---------- Data supplied
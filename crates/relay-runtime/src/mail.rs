//! Mail actions.
//!
//! Parameters are validated while parsing a step into a [`MailAction`], so a
//! step with a missing required parameter fails before any backend call.

use crate::capability::{
    INBOX_LABEL, MailCapability, MessageDetail, MessageSummary, OutgoingMessage, Summarizer,
    UNREAD_LABEL,
};
use crate::context::{ContextUpdate, ExecutionContext, ResultItem, Take, TargetSource, select_targets};
use crate::dispatcher::StepOutcome;
use crate::resolver::NameResolver;
use relay_core::{ActionStep, DispatchError, MailActionKind, Params, Service};
use std::path::PathBuf;
use tracing::debug;

const COUNT_KEYS: &[&str] = &["count", "maxResults", "max_results"];
const QUERY_KEYS: &[&str] = &["query", "q"];

const DEFAULT_LIST_COUNT: usize = 5;
const DEFAULT_LABEL_LIST_COUNT: usize = 10;
const DEFAULT_SUMMARY_COUNT: usize = 3;

/// Longest body excerpt printed by `read`.
const BODY_PREVIEW_CHARS: usize = 2000;

#[derive(Debug, Clone, PartialEq)]
pub enum MailAction {
    List {
        count: usize,
        query: Option<String>,
    },
    Search {
        query: String,
        count: usize,
    },
    Send {
        recipients: Vec<String>,
        subject: String,
        body_text: String,
        body_html: Option<String>,
        attachments: Vec<PathBuf>,
    },
    Read {
        ids: Vec<String>,
        query: Option<String>,
        count: Option<usize>,
    },
    AttachmentsInfo {
        id: Option<String>,
    },
    ListLabels,
    CreateLabel {
        name: String,
    },
    UpdateLabel {
        label: String,
        name: String,
    },
    DeleteLabel {
        label: String,
    },
    ListByLabel {
        labels: Vec<String>,
        count: usize,
    },
    MarkRead {
        ids: Vec<String>,
    },
    MarkUnread {
        ids: Vec<String>,
    },
    Move {
        ids: Vec<String>,
        label: String,
    },
    /// Trash every message in the context. There is no direct-ID form.
    Delete {
        kind: MailActionKind,
    },
    BatchMarkRead {
        ids: Vec<String>,
    },
    Summarize {
        count: usize,
    },
}

impl MailAction {
    pub fn parse(step: &ActionStep) -> Result<Self, DispatchError> {
        let kind = MailActionKind::parse(&step.action).ok_or_else(|| {
            DispatchError::UnsupportedAction {
                service: Service::Mail,
                action: step.action.clone(),
            }
        })?;
        let name = kind.name();
        let p = &step.parameters;

        let action = match kind {
            MailActionKind::List => MailAction::List {
                count: p.count(name, COUNT_KEYS)?.unwrap_or(DEFAULT_LIST_COUNT),
                query: p.string_any(QUERY_KEYS),
            },
            // A search without a query lists recent mail.
            MailActionKind::Search => {
                let count = p.count(name, COUNT_KEYS)?.unwrap_or(DEFAULT_LIST_COUNT);
                match p.string_any(QUERY_KEYS) {
                    Some(query) => MailAction::Search { query, count },
                    None => MailAction::List { count, query: None },
                }
            }
            MailActionKind::Send => {
                let recipients = p.string_list("to");
                if recipients.is_empty() {
                    return Err(DispatchError::missing_parameter(name, "to"));
                }
                MailAction::Send {
                    recipients,
                    subject: p.require_string(name, "subject")?,
                    body_text: p
                        .string_any(&["body", "body_text"])
                        .ok_or_else(|| DispatchError::missing_parameter(name, "body"))?,
                    body_html: p.string_any(&["html", "body_html"]),
                    attachments: p.string_list("attachments").into_iter().map(PathBuf::from).collect(),
                }
            }
            MailActionKind::Read => MailAction::Read {
                ids: explicit_ids(p),
                query: p.string_any(QUERY_KEYS),
                count: p.count(name, COUNT_KEYS)?,
            },
            MailActionKind::AttachmentsInfo => MailAction::AttachmentsInfo {
                id: p.literal_id("id"),
            },
            MailActionKind::ListLabels => MailAction::ListLabels,
            MailActionKind::CreateLabel => MailAction::CreateLabel {
                name: p.require_string(name, "name")?,
            },
            MailActionKind::UpdateLabel => MailAction::UpdateLabel {
                label: label_identifier(p, name, "id")?,
                name: p
                    .string_any(&["name", "new_name"])
                    .ok_or_else(|| DispatchError::missing_parameter(name, "name"))?,
            },
            MailActionKind::DeleteLabel => MailAction::DeleteLabel {
                label: label_identifier(p, name, "id")?,
            },
            MailActionKind::ListByLabel => {
                let mut labels = p.string_list("label_ids");
                labels.extend(p.string_list("label_id"));
                if labels.is_empty() {
                    return Err(DispatchError::missing_parameter(name, "label_ids"));
                }
                MailAction::ListByLabel {
                    labels,
                    count: p.count(name, COUNT_KEYS)?.unwrap_or(DEFAULT_LABEL_LIST_COUNT),
                }
            }
            MailActionKind::MarkRead => MailAction::MarkRead {
                ids: explicit_ids(p),
            },
            MailActionKind::MarkUnread => MailAction::MarkUnread {
                ids: explicit_ids(p),
            },
            MailActionKind::Move => MailAction::Move {
                ids: explicit_ids(p),
                label: label_identifier(p, name, "label_id")?,
            },
            MailActionKind::Delete | MailActionKind::BatchDelete => MailAction::Delete { kind },
            MailActionKind::BatchMarkRead => MailAction::BatchMarkRead {
                ids: p.literal_ids("ids"),
            },
            MailActionKind::Summarize => MailAction::Summarize {
                count: p.count(name, COUNT_KEYS)?.unwrap_or(DEFAULT_SUMMARY_COUNT),
            },
        };
        Ok(action)
    }

    pub fn name(&self) -> &'static str {
        match self {
            MailAction::List { .. } => MailActionKind::List.name(),
            MailAction::Search { .. } => MailActionKind::Search.name(),
            MailAction::Send { .. } => MailActionKind::Send.name(),
            MailAction::Read { .. } => MailActionKind::Read.name(),
            MailAction::AttachmentsInfo { .. } => MailActionKind::AttachmentsInfo.name(),
            MailAction::ListLabels => MailActionKind::ListLabels.name(),
            MailAction::CreateLabel { .. } => MailActionKind::CreateLabel.name(),
            MailAction::UpdateLabel { .. } => MailActionKind::UpdateLabel.name(),
            MailAction::DeleteLabel { .. } => MailActionKind::DeleteLabel.name(),
            MailAction::ListByLabel { .. } => MailActionKind::ListByLabel.name(),
            MailAction::MarkRead { .. } => MailActionKind::MarkRead.name(),
            MailAction::MarkUnread { .. } => MailActionKind::MarkUnread.name(),
            MailAction::Move { .. } => MailActionKind::Move.name(),
            MailAction::Delete { kind } => kind.name(),
            MailAction::BatchMarkRead { .. } => MailActionKind::BatchMarkRead.name(),
            MailAction::Summarize { .. } => MailActionKind::Summarize.name(),
        }
    }
}

/// Literal ids under `ids`, else the single literal `id`.
fn explicit_ids(p: &Params) -> Vec<String> {
    let ids = p.literal_ids("ids");
    if !ids.is_empty() {
        return ids;
    }
    p.literal_id("id").into_iter().collect()
}

fn label_identifier(p: &Params, action: &str, key: &str) -> Result<String, DispatchError> {
    p.string_any(&[key, "label", "label_name"])
        .ok_or_else(|| DispatchError::missing_parameter(action, key))
}

/// Runs mail actions against one capability.
pub struct MailExecutor<'a> {
    pub mail: &'a dyn MailCapability,
    pub summarizer: Option<&'a dyn Summarizer>,
    pub resolver: &'a NameResolver,
}
//! Locating and loading `relay.toml`.

use anyhow::{Context, Result};
use relay_core::RelayConfig;
use std::fs;
use std::path::{Path, PathBuf};
use tracing::{debug, info};

pub const CONFIG_ENV: &str = "RELAY_CONFIG";
pub const DEFAULT_CONFIG_FILE: &str = "relay.toml";

/// `--config` wins, then `RELAY_CONFIG`, then `relay.toml` in the working
/// directory.
pub fn config_path(explicit: Option<PathBuf>, env_value: Option<String>) -> PathBuf {
    explicit
        .or_else(|| env_value.filter(|v| !v.trim().is_empty()).map(PathBuf::from))
        .unwrap_or_else(|| PathBuf::from(DEFAULT_CONFIG_FILE))
}

/// Load the configuration at `path`. A missing file yields defaults; YAML is
/// accepted for `.yaml`/`.yml`, anything else is parsed as TOML.
pub fn load(path: &Path) -> Result<RelayConfig> {
    if !path.exists() {
        debug!(path = %path.display(), "no config file, using defaults");
        return Ok(RelayConfig::default());
    }

    let raw = fs::read_to_string(path)
        .with_context(|| format!("Failed to read config file: {}", path.display()))?;

    let is_yaml = path
        .extension()
        .map(|e| e == "yaml" || e == "yml")
        .unwrap_or(false);
    let config: RelayConfig = if is_yaml {
        serde_yaml::from_str(&raw)
            .with_context(|| format!("Invalid YAML in {}", path.display()))?
    } else {
        toml::from_str(&raw).with_context(|| format!("Invalid TOML in {}", path.display()))?
    };

    info!(config = %path.display(), "Loaded configuration");
    Ok(config)
}
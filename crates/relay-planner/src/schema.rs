//! Intent validation against `schemas/intent.schema.json`.

use crate::error::PlannerError;
use jsonschema::Validator;
use serde_json::Value;
use std::sync::LazyLock;

const INTENT_SCHEMA: &str = include_str!("../../../schemas/intent.schema.json");

static VALIDATOR: LazyLock<Result<Validator, String>> = LazyLock::new(|| {
    let schema: Value = serde_json::from_str(INTENT_SCHEMA).map_err(|e| e.to_string())?;
    jsonschema::draft202012::options()
        .build(&schema)
        .map_err(|e| e.to_string())
});

/// Check a candidate intent. All violations are joined into one message.
pub fn validate_intent(instance: &Value) -> Result<(), PlannerError> {
    let validator = VALIDATOR
        .as_ref()
        .map_err(|e| PlannerError::Schema(format!("schema failed to compile: {}", e)))?;

    if validator.is_valid(instance) {
        return Ok(());
    }
    let msgs: Vec<String> = validator
        .iter_errors(instance)
        .take(20)
        .map(|err| {
            let path = err.instance_path().to_string();
            let location = if path.is_empty() { "(root)".to_string() } else { path };
            format!("{}: {}", location, err)
        })
        .collect();
    Err(PlannerError::Schema(msgs.join("; ")))
}
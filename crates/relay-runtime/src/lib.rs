pub mod calendar;
pub mod capability;
pub mod context;
pub mod dispatcher;
pub mod drive;
pub mod mail;
pub mod report;
pub mod resolver;

pub use capability::{
    AttachmentInfo, CalendarCapability, CalendarEvent, CreatedEvent, DriveCapability, DriveFile,
    DriveQuery, FOLDER_MIME_TYPE, Label, MailCapability, MessageDetail, MessageRef,
    MessageSummary, NewEvent, OutgoingMessage, PermissionRequest, Summarizer,
};
pub use context::{ContextUpdate, ExecutionContext, ResultItem};
pub use dispatcher::{BatchSummary, Capabilities, Clock, Dispatcher, FixedClock, StepOutcome, SystemClock};
pub use report::{MemoryReporter, ReportEvent, Reporter, StdoutReporter, StepReport, StepStatus};
pub use resolver::{NameResolver, ResolverCache};
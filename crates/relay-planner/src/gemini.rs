//! Generative Language API `generateContent` client.

use crate::error::PlannerError;
use crate::{ChatModel, Completion};
use async_trait::async_trait;
use relay_core::PlannerConfig;
use serde::{Deserialize, Serialize};
use tracing::debug;

#[derive(Debug, Serialize)]
#[serde(rename_all = "camelCase")]
struct GenerateRequest<'a> {
    #[serde(skip_serializing_if = "Option::is_none")]
    system_instruction: Option<Content<'a>>,
    contents: Vec<Content<'a>>,
    generation_config: GenerationConfig,
}

#[derive(Debug, Serialize)]
struct Content<'a> {
    #[serde(skip_serializing_if = "Option::is_none")]
    role: Option<&'static str>,
    parts: Vec<Part<'a>>,
}

#[derive(Debug, Serialize)]
struct Part<'a> {
    text: &'a str,
}

#[derive(Debug, Serialize)]
#[serde(rename_all = "camelCase")]
struct GenerationConfig {
    response_mime_type: &'static str,
}

#[derive(Debug, Deserialize)]
struct GenerateResponse {
    #[serde(default)]
    candidates: Vec<Candidate>,
}

#[derive(Debug, Deserialize)]
struct Candidate {
    content: Option<CandidateContent>,
}

#[derive(Debug, Deserialize)]
struct CandidateContent {
    #[serde(default)]
    parts: Vec<CandidatePart>,
}

#[derive(Debug, Deserialize)]
struct CandidatePart {
    #[serde(default)]
    text: String,
}

impl GenerateResponse {
    /// Concatenated text of the first candidate.
    fn text(self) -> Option<String> {
        let content = self.candidates.into_iter().next()?.content?;
        let text: String = content.parts.into_iter().map(|p| p.text).collect();
        (!text.is_empty()).then_some(text)
    }
}

fn request_body<'a>(completion: &'a Completion) -> GenerateRequest<'a> {
    GenerateRequest {
        system_instruction: completion.system.as_deref().map(|text| Content {
            role: None,
            parts: vec![Part { text }],
        }),
        contents: vec![Content {
            role: Some("user"),
            parts: vec![Part {
                text: &completion.prompt,
            }],
        }],
        generation_config: GenerationConfig {
            response_mime_type: if completion.json {
                "application/json"
            } else {
                "text/plain"
            },
        },
    }
}

pub struct GeminiModel {
    http: reqwest::Client,
    api_key: String,
    model: String,
    base_url: String,
}

impl GeminiModel {
    pub fn new(api_key: impl Into<String>, model: impl Into<String>, base_url: impl Into<String>) -> Self {
        Self {
            http: reqwest::Client::new(),
            api_key: api_key.into(),
            model: model.into(),
            base_url: base_url.into().trim_end_matches('/').to_string(),
        }
    }

    /// Build from configuration, taking the key from the first set
    /// environment variable in `api_key_envs`.
    pub fn from_config(config: &PlannerConfig) -> Result<Self, PlannerError> {
        let api_key = config
            .api_key_envs
            .iter()
            .filter_map(|name| std::env::var(name).ok())
            .map(|v| v.trim().to_string())
            .find(|v| !v.is_empty())
            .ok_or_else(|| PlannerError::ApiKeyMissing {
                envs: config.api_key_envs.clone(),
            })?;
        Ok(Self::new(api_key, &config.model, &config.base_url))
    }
}

#[async_trait]
impl ChatModel for GeminiModel {
    async fn complete(&self, completion: &Completion) -> Result<String, PlannerError> {
        let url = format!("{}/models/{}:generateContent", self.base_url, self.model);
        debug!(model = %self.model, json = completion.json, "generateContent");

        let resp = self
            .http
            .post(&url)
            .header("x-goog-api-key", &self.api_key)
            .json(&request_body(completion))
            .send()
            .await?;

        let status = resp.status();
        if !status.is_success() {
            let message = resp.text().await.unwrap_or_default();
            return Err(PlannerError::Api {
                status: status.as_u16(),
                message,
            });
        }

        let body: GenerateResponse = resp.json().await?;
        body.text().ok_or(PlannerError::EmptyResponse)
    }
}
--------------------
## What is being asked
Search the entries for "await" and copy each matching line.

## Answer to the problem
            .await?;
            let message = resp.text().await.unwrap_or_default();
        let body: GenerateResponse = resp.json().await?;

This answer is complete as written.